Damn you for living so far away! I cursed quietly to Ava in my mind. I was almost there though, reaching her house in a record ten minutes. I was just around the corner from her house when blue and red lights flashed in my rearview mirror.
“Fuck!” I yelled, and drove faster, my tires squalling as I turned onto her road at eighty miles an hour. All of my piles of shit went flying, and one of my two hundred dollar speakers fell over, banging loudly onto its side. But I didn’t care.
I roared down the road, the cop hot on my trail. Her house loomed up ahead, and I jerked my car over to the side of the road, throwing it in park. I leapt out of the car as the officer pulled over; gravel flying up from his tires and biting my legs.
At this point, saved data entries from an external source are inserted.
// nrbf-remoting - MS-NRBF serialization and a .NET Remoting TCP channel.
// Copyright (C) 2026  nrbf-remoting contributors
//
// This program is free software: you can redistribute it and/or modify
// it under the terms of the GNU General Public License as published by
// the Free Software Foundation, either version 3 of the License, or
// (at your option) any later version.
//
// This program is distributed in the hope that it will be useful,
// but WITHOUT ANY WARRANTY; without even the implied warranty of
// MERCHANTABILITY or FITNESS FOR A PARTICULAR PURPOSE.  See the
// GNU General Public License for more details.
//
// You should have received a copy of the GNU General Public License
// along with this program.  If not, see <https://www.gnu.org/licenses/>.

//! Wire-level fixtures: known-good byte sequences for calls, returns and
//! frames, plus boundary behaviors of the record grammar.

use nrbf_remoting::frame::{Frame, Operation, StatusCode};
use nrbf_remoting::message::{
    extract_exception, make_exception_return, make_method_call, make_method_return, MessageContent,
    RemotingMessage,
};
use nrbf_remoting::primitives::{DateTime, DateTimeKind};
use nrbf_remoting::records::{
    AdditionalTypeInfo, ArrayInfo, ArrayRecord, BinaryArrayRecord, BinaryArrayType,
    BinaryMethodCall, BinaryType, MessageFlags, ObjectString, PrimitiveType, PrimitiveValue,
};
use nrbf_remoting::value::{ArrayValue, ClassValue};
use nrbf_remoting::RemotingValue;
use std::io::Cursor;

fn stream_header(root_id: i32, header_id: i32) -> Vec<u8> {
    let mut bytes = vec![0u8];
    bytes.extend(root_id.to_le_bytes());
    bytes.extend(header_id.to_le_bytes());
    bytes.extend(1i32.to_le_bytes());
    bytes.extend(0i32.to_le_bytes());
    bytes
}

fn string_with_code(s: &str) -> Vec<u8> {
    let mut bytes = vec![PrimitiveType::String as u8, s.len() as u8];
    bytes.extend(s.as_bytes());
    bytes
}

#[test]
fn ping_with_no_args_is_39_bytes() {
    let mut expected = stream_header(0, 0);
    expected.push(21);
    expected.extend(0x11u32.to_le_bytes());
    expected.extend(string_with_code("Ping"));
    expected.extend(string_with_code("MyServer"));
    expected.push(11);
    assert_eq!(expected.len(), 39);

    let bytes = make_method_call("Ping", "MyServer", vec![]).to_bytes().unwrap();
    assert_eq!(bytes, expected);
}

#[test]
fn add_with_inline_ints() {
    let mut expected = stream_header(0, 0);
    expected.push(21);
    expected.extend(0x12u32.to_le_bytes());
    expected.extend(string_with_code("Add"));
    expected.extend(string_with_code("MathService"));
    expected.extend(2i32.to_le_bytes());
    expected.push(PrimitiveType::Int32 as u8);
    expected.extend(3i32.to_le_bytes());
    expected.push(PrimitiveType::Int32 as u8);
    expected.extend(5i32.to_le_bytes());
    expected.push(11);

    let bytes = make_method_call(
        "Add",
        "MathService",
        vec![PrimitiveValue::Int32(3), PrimitiveValue::Int32(5)],
    )
    .to_bytes()
    .unwrap();
    assert_eq!(bytes, expected);
}

#[test]
fn return_int_inline() {
    let mut expected = stream_header(0, 0);
    expected.push(22);
    expected.extend(0x0811u32.to_le_bytes());
    expected.push(PrimitiveType::Int32 as u8);
    expected.extend(8i32.to_le_bytes());
    expected.push(11);

    let bytes = make_method_return(Some(PrimitiveValue::Int32(8))).to_bytes().unwrap();
    assert_eq!(bytes, expected);
}

#[test]
fn void_return() {
    let mut expected = stream_header(0, 0);
    expected.push(22);
    expected.extend(0x0411u32.to_le_bytes());
    expected.push(11);

    let bytes = make_method_return(None).to_bytes().unwrap();
    assert_eq!(bytes, expected);
}

#[test]
fn call_with_args_in_array() {
    let mut expected = stream_header(1, -1);
    expected.push(21);
    expected.extend(0x18u32.to_le_bytes());
    expected.extend(string_with_code("Foo"));
    expected.extend(string_with_code("Bar"));
    expected.push(16);
    expected.extend(1i32.to_le_bytes());
    expected.extend(1i32.to_le_bytes());
    expected.push(PrimitiveType::Int32 as u8);
    expected.extend(10i32.to_le_bytes());
    expected.push(11);

    let mut message = RemotingMessage::new(MessageContent::Call(BinaryMethodCall {
        flags: MessageFlags::ARGS_IN_ARRAY | MessageFlags::NO_CONTEXT,
        method_name: "Foo".into(),
        type_name: "Bar".into(),
        call_context: None,
        args: None,
    }));
    message.call_array = vec![RemotingValue::Primitive(PrimitiveValue::Int32(10))];
    let bytes = message.to_bytes().unwrap();
    assert_eq!(bytes, expected);

    let decoded = RemotingMessage::from_bytes(&bytes).unwrap();
    assert_eq!(decoded.header.root_id, 1);
    assert_eq!(decoded.header.header_id, -1);
    assert_eq!(decoded.call_array, vec![RemotingValue::Primitive(PrimitiveValue::Int32(10))]);

    // Byte round-trip.
    assert_eq!(decoded.to_bytes().unwrap(), bytes);
}

#[test]
fn exception_reply_bytes() {
    // NoArgs | NoContext | NoReturnValue | ExceptionInArray; the exception
    // is the sole call array element, in value-with-code form.
    let mut expected = stream_header(1, -1);
    expected.push(22);
    expected.extend(0x2211u32.to_le_bytes());
    expected.push(16);
    expected.extend(1i32.to_le_bytes());
    expected.extend(1i32.to_le_bytes());
    expected.extend(string_with_code("boom"));
    expected.push(11);

    let message = make_exception_return(PrimitiveValue::String("boom".into()));
    let bytes = message.to_bytes().unwrap();
    assert_eq!(bytes, expected);

    let decoded = RemotingMessage::from_bytes(&bytes).unwrap();
    let ret = decoded.content.as_return().unwrap();
    assert_eq!(ret.exception, Some(PrimitiveValue::String("boom".into())));
    assert!(decoded.call_array.is_empty());
    assert_eq!(decoded.to_bytes().unwrap(), bytes);
    assert_eq!(extract_exception(&bytes), Some(PrimitiveValue::String("boom".into())));
}

#[test]
fn nrtp_request_frame_roundtrip() {
    let payload = make_method_call("Ping", "MyServer", vec![]).to_bytes().unwrap();
    let frame = Frame::request(Operation::Request, "/S", payload.clone());

    let mut bytes = Vec::new();
    frame.write_to(&mut bytes).unwrap();
    let back = Frame::read_from(&mut Cursor::new(bytes)).unwrap();

    assert_eq!(back.operation, Operation::Request);
    assert_eq!(back.request_uri(), Some("/S"));
    assert_eq!(back.content_type(), Some("application/octet-stream"));
    assert_eq!(back.content, payload);
    assert_eq!(back.status_code(), None::<StatusCode>);
}

fn roundtrip(message: &RemotingMessage) -> RemotingMessage {
    let bytes = message.to_bytes().unwrap();
    RemotingMessage::from_bytes(&bytes).unwrap()
}

#[test]
fn message_with_long_string_member() {
    // 130 characters forces a two-byte length header inside the record.
    let long = "y".repeat(130);
    let mut message = make_method_call("Store", "Strings", vec![]);
    message.referenced_records.push(RemotingValue::String(ObjectString {
        object_id: 1,
        value: long.clone(),
    }));
    let back = roundtrip(&message);
    let RemotingValue::String(s) = &back.referenced_records[0] else { panic!("expected string") };
    assert_eq!(s.value, long);
}

#[test]
fn null_runs_of_256_and_257() {
    for count in [255usize, 256, 257] {
        let mut message = make_method_call("Nulls", "Svc", vec![]);
        message
            .referenced_records
            .push(RemotingValue::Array(ArrayValue::single_object(vec![RemotingValue::Null; count])));
        let bytes = message.to_bytes().unwrap();

        // 255 nulls fit the one-byte form; longer runs take the 32-bit form.
        let tag = if count <= 255 { 13u8 } else { 14u8 };
        assert!(bytes.windows(1).any(|w| w[0] == tag), "count {count}");

        let back = RemotingMessage::from_bytes(&bytes).unwrap();
        let RemotingValue::Array(array) = &back.referenced_records[0] else { panic!() };
        assert_eq!(array.elements.len(), count);
        assert!(array.elements.iter().all(|e| e.is_null()));
        assert_eq!(back.to_bytes().unwrap(), bytes);
    }
}

#[test]
fn rank_two_offset_binary_array() {
    let record = BinaryArrayRecord {
        object_id: 3,
        array_type: BinaryArrayType::RectangularOffset,
        rank: 2,
        lengths: vec![2, 2],
        lower_bounds: Some(vec![1, 1]),
        item_type: BinaryType::Primitive,
        additional_info: AdditionalTypeInfo::Primitive(PrimitiveType::Int32),
    };
    let elements: Vec<RemotingValue> = (0..4).map(RemotingValue::from).collect();
    let mut message = make_method_call("Grid", "Svc", vec![]);
    message.referenced_records.push(RemotingValue::Array(ArrayValue {
        record: ArrayRecord::Binary(record.clone()),
        elements: elements.clone(),
    }));

    let back = roundtrip(&message);
    let RemotingValue::Array(array) = &back.referenced_records[0] else { panic!() };
    let ArrayRecord::Binary(decoded) = &array.record else { panic!("expected binary array") };
    assert_eq!(decoded, &record);
    assert_eq!(array.elements, elements);
}

#[test]
fn class_graph_roundtrip() {
    let inner = ClassValue::with_types(
        "Lib.Point",
        Some(1),
        vec![
            ("x".into(), RemotingValue::from(3)),
            ("y".into(), RemotingValue::from(4)),
        ],
    )
    .unwrap();
    let outer = ClassValue::with_types(
        "Lib.Shape",
        Some(1),
        vec![
            ("name".into(), RemotingValue::from("triangle")),
            ("origin".into(), RemotingValue::Class(inner)),
            ("tag".into(), RemotingValue::Null),
            (
                "created".into(),
                RemotingValue::Primitive(PrimitiveValue::DateTime(DateTime::new(
                    630_822_816_000_000_000,
                    DateTimeKind::Utc,
                ))),
            ),
            (
                "weight".into(),
                RemotingValue::Primitive(PrimitiveValue::Decimal("12.5".into())),
            ),
        ],
    )
    .unwrap();

    let mut message = make_method_call("Draw", "Shapes", vec![]);
    message.libraries.push(nrbf_remoting::records::BinaryLibrary {
        library_id: 1,
        library_name: "Lib, Version=1.0.0.0".into(),
    });
    message.referenced_records.push(RemotingValue::Class(outer));

    let back = roundtrip(&message);
    let RemotingValue::Class(class) = &back.referenced_records[0] else { panic!() };
    assert_eq!(class.record.class_info().unwrap().name, "Lib.Shape");
    assert_eq!(class.members.len(), 5);
    let RemotingValue::Class(origin) = &class.members[1] else { panic!("expected class member") };
    assert_eq!(origin.members[0], RemotingValue::from(3));
    assert_eq!(
        class.members[4],
        RemotingValue::Primitive(PrimitiveValue::Decimal("12.5".into()))
    );
}

#[test]
fn primitive_array_roundtrip() {
    let array = ArrayValue::single_primitive(
        PrimitiveType::Double,
        vec![
            PrimitiveValue::Double(1.5),
            PrimitiveValue::Double(f64::INFINITY),
            PrimitiveValue::Double(-0.0),
        ],
    )
    .unwrap();
    let mut message = make_method_call("Stats", "Svc", vec![]);
    message.referenced_records.push(RemotingValue::Array(array));

    let back = roundtrip(&message);
    let RemotingValue::Array(array) = &back.referenced_records[0] else { panic!() };
    assert_eq!(array.elements[1], RemotingValue::Primitive(PrimitiveValue::Double(f64::INFINITY)));
}

#[test]
fn nan_roundtrips_bitwise() {
    let array =
        ArrayValue::single_primitive(PrimitiveType::Double, vec![PrimitiveValue::Double(f64::NAN)])
            .unwrap();
    let mut message = make_method_call("Nan", "Svc", vec![]);
    message.referenced_records.push(RemotingValue::Array(array));
    let bytes = message.to_bytes().unwrap();
    let back = RemotingMessage::from_bytes(&bytes).unwrap();
    let RemotingValue::Array(array) = &back.referenced_records[0] else { panic!() };
    let RemotingValue::Primitive(PrimitiveValue::Double(v)) = array.elements[0] else { panic!() };
    assert!(v.is_nan());
    assert_eq!(back.to_bytes().unwrap(), bytes);
}

#[test]
fn class_with_id_reuses_metadata() {
    let first = ClassValue::with_types(
        "Lib.Point",
        Some(1),
        vec![("x".into(), 1.into()), ("y".into(), 2.into())],
    )
    .unwrap();
    // Force a known object id so the back-reference is predictable.
    let mut first = first;
    first.record.set_object_id(2);
    let second = ClassValue {
        record: nrbf_remoting::records::ClassRecord::WithId { object_id: 3, metadata_id: 2 },
        members: vec![5.into(), 6.into()],
    };

    let mut message = make_method_call("Pair", "Svc", vec![]);
    message.libraries.push(nrbf_remoting::records::BinaryLibrary {
        library_id: 1,
        library_name: "Lib".into(),
    });
    message.referenced_records.push(RemotingValue::Class(first));
    message.referenced_records.push(RemotingValue::Class(second));

    let bytes = message.to_bytes().unwrap();
    let back = RemotingMessage::from_bytes(&bytes).unwrap();
    let RemotingValue::Class(decoded) = &back.referenced_records[1] else { panic!() };
    assert_eq!(decoded.members, vec![5.into(), 6.into()]);
    assert_eq!(back.to_bytes().unwrap(), bytes);
}

#[test]
fn shared_string_becomes_back_reference() {
    let shared = RemotingValue::String(ObjectString { object_id: 9, value: "twice".into() });
    let mut message = make_method_call("Share", "Svc", vec![]);
    message.referenced_records.push(RemotingValue::Array(ArrayValue {
        record: ArrayRecord::SingleString { array_info: ArrayInfo { object_id: 8, length: 2 } },
        elements: vec![shared.clone(), shared],
    }));

    let back = roundtrip(&message);
    let RemotingValue::Array(array) = &back.referenced_records[0] else { panic!() };
    assert_eq!(array.elements[1], RemotingValue::Reference(9));
}

#[test]
fn char_and_timespan_members() {
    let class = ClassValue::with_types(
        "Sys.Sample",
        None,
        vec![
            ("letter".into(), RemotingValue::Primitive(PrimitiveValue::Char('漢'))),
            ("elapsed".into(), RemotingValue::Primitive(PrimitiveValue::TimeSpan(-600_000_000))),
        ],
    )
    .unwrap();
    let mut message = make_method_call("Sample", "Svc", vec![]);
    message.referenced_records.push(RemotingValue::Class(class));

    let back = roundtrip(&message);
    let RemotingValue::Class(class) = &back.referenced_records[0] else { panic!() };
    assert_eq!(class.members[0], RemotingValue::Primitive(PrimitiveValue::Char('漢')));
    assert_eq!(class.members[1], RemotingValue::Primitive(PrimitiveValue::TimeSpan(-600_000_000)));
}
I raced across Ava’s lawn and passed the side of her house, making a beeline for the woods.
“Stop!” The officer screamed. I kept going as though he wasn’t there.
I crashed through the tree line, finding the trail that Ava once showed me last summer.
“This goes to my favorite place in the world,” she’d told me. I remembered her voice, the happy light in her eyes as she said it, as though it were yesterday. We hadn’t had time that day for her to show me, but she’d been meaning to take me out here for a long time.
“It’s like a big playground, Mason, you’ll love it.”
No, Ava, it’s a death trap.
My eyes stung with tears as my legs pumped harder and harder, a stinging in my lungs as I gasped raggedly for oxygen.
The trail began to slope upwards, following the contours of the land. I could hear the cop crashing through the undergrowth behind me.
“Stop!” He screamed. “You’re only making it worse for yourself!”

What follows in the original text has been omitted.